It is quite common to confuse Tendonosis and Tendonitis, both are conditions that share many of same symptoms but differs in its cause and appearance.
Tendonosis is a chronic or persistent condition that is often caused by repetitive trauma or an injury that hasn’t healed. The underlying cause in tendinosis is degeneration.
Tendonitis is more of an acute or sudden and short-term condition in which inflammation is caused by a direct injury to the tendon. Tendonitis is an acutely inflamed swollen tendon and the underlying culprit in tendinitis is inflammation.
Causes, Symptoms And Treatment Of Tendonosis
- Causes. Tendonosis is caused by chronic overuse of a tendon. With continued and repetitive activity, it puts stress on the tendon and slows down the healing process. Chronic microtrauma to the tendon leads to loss of collagen continuity which means the fibers are no longer aligned and fail to link together, which results in the loss of strength and further injury when used. Inflammation is not generally present with Tendonosis.
- Symptoms. Pain in the affected tendons when moved or touched. Stiffness and restricted movement in the affected area. A grating or crackling sensation as the tendon moves. The development of a tender lump along the tendon.
- Treatment with Chiropractic. Chiropractors are specialized and trained to perform joint manipulation, myofascial release, massage, stretching and strengthening exercises, are all beneficial treatments for tendon injuries. In short, Chiropractic stimulates the body to repair its own injured and painful areas.
- Other at-home treatments. Resting the tendon and avoiding repetitive movements. This may include taking a break every 15 minutes when doing repetitive activities, such as typing. Stretching the tendon to increase its range of movement and flexibility as well as to promote circulation. Massaging the affected area to promote circulation. Strengthening the muscles around the tendon with exercises to reduce daily strain on the injured tendon. Using braces or tape to protect the tendon from further injury.
Causes, Symptoms, And Treatments For Tendonitis
- Causes. Tendonitis most often is caused by repetitive, minor impact on the affected area, or from a sudden, more acute or serious injury. Tendonitis is an accurate diagnosis for an acute injury when the tendon is overloaded, causing pain and swelling from tears in the injured tissue.
- Symptoms. Common symptoms include localized pain, swelling, and warmth.
- Treatment with Chiropractic. If there is a great deal of inflammation the chiropractor may use inflammation reducing techniques such as bracing, rest, ice, electrical muscle stimulation, and other therapies. This helps to loosen the tendon and lessen the inflammation so that treatment can progress. Once the inflammation is reduced massage, physical therapy, joint manipulation, or strengthening exercises may be utilized. If the patient has diminished or limited joint mobility then joint manipulation or adjustments may be the best option.

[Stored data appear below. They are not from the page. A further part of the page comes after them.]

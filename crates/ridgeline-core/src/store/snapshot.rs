use std::collections::HashMap;

use parking_lot::RwLock;
use thiserror::Error;
use tracing::{debug, warn};

use super::cache::{LruSnapshotCache, SnapshotCache};
use crate::codec::{decode_snapshot, encode_snapshot, CodecError};
use crate::mmr::Accumulator;
use crate::types::{keccak256, Digest};

#[derive(Debug, Error)]
pub enum StoreError {
    #[error("No snapshot stored under {0}")]
    NotFound(Digest),

    #[error("Stored bytes hash to {computed}, not to their key {key}")]
    KeyMismatch { key: Digest, computed: Digest },

    #[error("Snapshot could not be decoded: {0}")]
    Codec(#[from] CodecError),
}

/// Snapshot bytes keyed by `keccak256` of the encoding, so equal
/// accumulators share one entry and a key commits to its content.
pub struct SnapshotStore<C = LruSnapshotCache> {
    blobs: RwLock<HashMap<Digest, Vec<u8>>>,
    cache: C,
}

impl Default for SnapshotStore<LruSnapshotCache> {
    fn default() -> Self {
        Self::new(LruSnapshotCache::default())
    }
}

impl<C: SnapshotCache> SnapshotStore<C> {
    pub fn new(cache: C) -> Self {
        Self {
            blobs: RwLock::new(HashMap::new()),
            cache,
        }
    }

    pub fn cache(&self) -> &C {
        &self.cache
    }

    pub fn len(&self) -> usize {
        self.blobs.read().len()
    }

    pub fn is_empty(&self) -> bool {
        self.blobs.read().is_empty()
    }

    pub fn contains(&self, key: &Digest) -> bool {
        self.blobs.read().contains_key(key)
    }

    /// Persist `accumulator` and return its key.
    pub fn save(&self, accumulator: &Accumulator) -> Digest {
        let bytes = encode_snapshot(accumulator);
        let key = Digest::from(keccak256(&bytes));
        debug!(
            %key,
            leaf_count = accumulator.leaf_count(),
            bytes = bytes.len(),
            "saved accumulator snapshot"
        );
        self.blobs.write().insert(key, bytes);
        self.cache.insert(key, accumulator.clone());
        key
    }

    /// Accept snapshot bytes from elsewhere. They are decoded and validated
    /// before being stored.
    pub fn import(&self, bytes: Vec<u8>) -> Result<Digest, StoreError> {
        let accumulator = decode_snapshot(&bytes)?;
        let key = Digest::from(keccak256(&bytes));
        self.blobs.write().insert(key, bytes);
        self.cache.insert(key, accumulator);
        Ok(key)
    }

    /// Raw encoded bytes of a stored snapshot.
    pub fn export(&self, key: &Digest) -> Option<Vec<u8>> {
        self.blobs.read().get(key).cloned()
    }

    pub fn load(&self, key: &Digest) -> Result<Accumulator, StoreError> {
        if let Some(accumulator) = self.cache.get(key) {
            return Ok(accumulator);
        }

        let accumulator = {
            let blobs = self.blobs.read();
            let bytes = blobs.get(key).ok_or(StoreError::NotFound(*key))?;
            let computed = Digest::from(keccak256(bytes));
            if computed != *key {
                warn!(%key, %computed, "stored snapshot does not match its key");
                return Err(StoreError::KeyMismatch {
                    key: *key,
                    computed,
                });
            }
            decode_snapshot(bytes)?
        };
        debug!(%key, leaf_count = accumulator.leaf_count(), "decoded accumulator snapshot");
        self.cache.insert(*key, accumulator.clone());
        Ok(accumulator)
    }

    pub fn remove(&self, key: &Digest) -> bool {
        self.cache.remove(key);
        self.blobs.write().remove(key).is_some()
    }
}
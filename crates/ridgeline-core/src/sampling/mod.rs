pub mod config;
pub mod policy;
pub mod sampler;

pub use config::*;
pub use policy::*;
pub use sampler::*;
use std::collections::BTreeMap;

use thiserror::Error;
use tracing::warn;

use crate::mmr::left_leaf_count;
use crate::types::{hash_children, Digest, ProofBlock, ProofElem, ProofInfo, Weight};

/// Reasons a proof is rejected. Every variant is a plain "no": nothing in
/// here is recoverable by retrying the same proof.
#[derive(Debug, Error, PartialEq, Eq)]
pub enum VerifyError {
    #[error("Proof has no trailing root element")]
    MissingRoot,

    #[error("Root element disagrees with the proof header")]
    RootMismatch,

    #[error("Malformed proof: {reason}")]
    Malformed { reason: &'static str },

    #[error("Proof reveals no leaves")]
    NoLeaves,

    #[error("Recomputed root digest {computed} does not match claimed root {expected}")]
    DigestMismatch { computed: String, expected: String },

    #[error("Recomputed root weight {computed} does not match claimed weight {expected}")]
    WeightMismatch { computed: Weight, expected: Weight },

    #[error("Checked leaf {index} is not revealed by the proof")]
    UnknownBlock { index: u64 },

    #[error("Leaf {index} does not cover the weight targeted by its draw")]
    DrawMismatch { index: u64 },
}

/// Verify `proof` and check every block in `blocks` against the leaves it
/// reveals. Returns `false` on any malformed or mismatching input.
pub fn verify_proof(proof: &ProofInfo, blocks: &[ProofBlock]) -> bool {
    match verify_proof_detailed(proof, blocks) {
        Ok(()) => true,
        Err(err) => {
            warn!(%err, leaf_count = proof.leaf_count, "mmr proof rejected");
            false
        }
    }
}

/// Same as [`verify_proof`] but reports why a proof was rejected.
///
/// The shape of the tree is a function of the leaf count alone, so the
/// element sequence is replayed depth-first against that shape. This pins
/// every `Leaf` element to its global index and to the cumulative weight on
/// its left, which is what a sampled block is checked against.
pub fn verify_proof_detailed(
    proof: &ProofInfo,
    blocks: &[ProofBlock],
) -> Result<(), VerifyError> {
    let (last, body) = proof.elems.split_last().ok_or(VerifyError::MissingRoot)?;
    let ProofElem::Root {
        digest,
        weight,
        leaf_count,
    } = last
    else {
        return Err(VerifyError::MissingRoot);
    };
    if *digest != proof.root_digest
        || *weight != proof.root_weight
        || *leaf_count != proof.leaf_count
    {
        return Err(VerifyError::RootMismatch);
    }
    if *leaf_count == 0 {
        return Err(VerifyError::Malformed {
            reason: "root covers no leaves",
        });
    }
    if body.iter().any(|e| matches!(e, ProofElem::Root { .. })) {
        return Err(VerifyError::Malformed {
            reason: "root element is not last",
        });
    }

    let mut replay = Replay::new(body);
    let computed = replay.subtree(0, *leaf_count)?;
    if replay.pos != body.len() {
        return Err(VerifyError::Malformed {
            reason: "unconsumed elements after the root subtree",
        });
    }
    if replay.leaves.is_empty() {
        return Err(VerifyError::NoLeaves);
    }
    if computed.digest != proof.root_digest {
        return Err(VerifyError::DigestMismatch {
            computed: hex::encode(computed.digest),
            expected: hex::encode(proof.root_digest),
        });
    }
    if computed.weight != proof.root_weight {
        return Err(VerifyError::WeightMismatch {
            computed: computed.weight,
            expected: proof.root_weight.clone(),
        });
    }

    let last_index = *leaf_count - 1;
    for block in blocks {
        let leaf = replay
            .leaves
            .get(&block.leaf_index)
            .ok_or(VerifyError::UnknownBlock {
                index: block.leaf_index,
            })?;
        if let Some(target) = block.target_weight(&proof.root_weight) {
            // Weighted descent picks the leaf whose interval holds the target;
            // targets at or past the total fall through to the last leaf.
            let end = &leaf.before + &leaf.weight;
            let covers = target >= leaf.before && (target < end || block.leaf_index == last_index);
            if !covers {
                return Err(VerifyError::DrawMismatch {
                    index: block.leaf_index,
                });
            }
        }
    }
    Ok(())
}

struct Summary {
    digest: Digest,
    weight: Weight,
}

struct RevealedLeaf {
    before: Weight,
    weight: Weight,
}

struct Replay<'a> {
    elems: &'a [ProofElem],
    pos: usize,
    /// Weight of everything to the left of the next element.
    before: Weight,
    leaves: BTreeMap<u64, RevealedLeaf>,
}

impl<'a> Replay<'a> {
    fn new(elems: &'a [ProofElem]) -> Self {
        Self {
            elems,
            pos: 0,
            before: Weight::default(),
            leaves: BTreeMap::new(),
        }
    }

    /// Consume the next element if it is a sibling on the given side.
    fn take_sibling(&mut self, right: bool) -> Option<Summary> {
        match self.elems.get(self.pos) {
            Some(ProofElem::Sibling {
                digest,
                weight,
                is_right_child,
            }) if *is_right_child == right => {
                self.pos += 1;
                self.before += weight;
                Some(Summary {
                    digest: *digest,
                    weight: weight.clone(),
                })
            }
            _ => None,
        }
    }

    /// Replay the subtree covering leaves `[start, start + count)`.
    fn subtree(&mut self, start: u64, count: u64) -> Result<Summary, VerifyError> {
        if count == 1 {
            let Some(ProofElem::Leaf { digest, weight }) = self.elems.get(self.pos) else {
                return Err(VerifyError::Malformed {
                    reason: "expected a leaf element",
                });
            };
            self.pos += 1;
            self.leaves.insert(
                start,
                RevealedLeaf {
                    before: self.before.clone(),
                    weight: weight.clone(),
                },
            );
            self.before += weight;
            return Ok(Summary {
                digest: *digest,
                weight: weight.clone(),
            });
        }

        let split = left_leaf_count(count);
        let (left, left_opaque) = match self.take_sibling(false) {
            Some(summary) => (summary, true),
            None => (self.subtree(start, split)?, false),
        };
        let (right, right_opaque) = match self.take_sibling(true) {
            Some(summary) => (summary, true),
            None => (self.subtree(start + split, count - split)?, false),
        };
        if left_opaque && right_opaque {
            return Err(VerifyError::Malformed {
                reason: "both children of a node are opaque siblings",
            });
        }
        Ok(Summary {
            digest: hash_children(&left.digest, &right.digest),
            weight: left.weight + right.weight,
        })
    }
}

- At home treatments. Rest and avoid activities that increase the pain or swelling. Ice can decrease pain, muscle spasm, and swelling by applying ice to the injured area for up to 20 minutes several times a day. Compression since swelling can result in loss of motion in an injured joint, compress the area until the swelling has decreased. Elevation, raising the affected area to a level above the heart can reduce swelling and preserve mobility.
For many years, most tendon pain has been mostly referred to as tendonitis. However, current studies are showing that Tendonosis is actually more common and a more appropriate name for many tendon issues.
It seems one of the big difference between Tendonosis and Tendonitis is time. Tendonosis healing time is 3-6 months once it becomes chronic. The primary treatment plan for Tendonosis is to break the injury cycle and reduce stress on the tendon.
Tendonitis should typically heal in about 6 weeks and benefits greatly from rest, ice, compression, and elevation.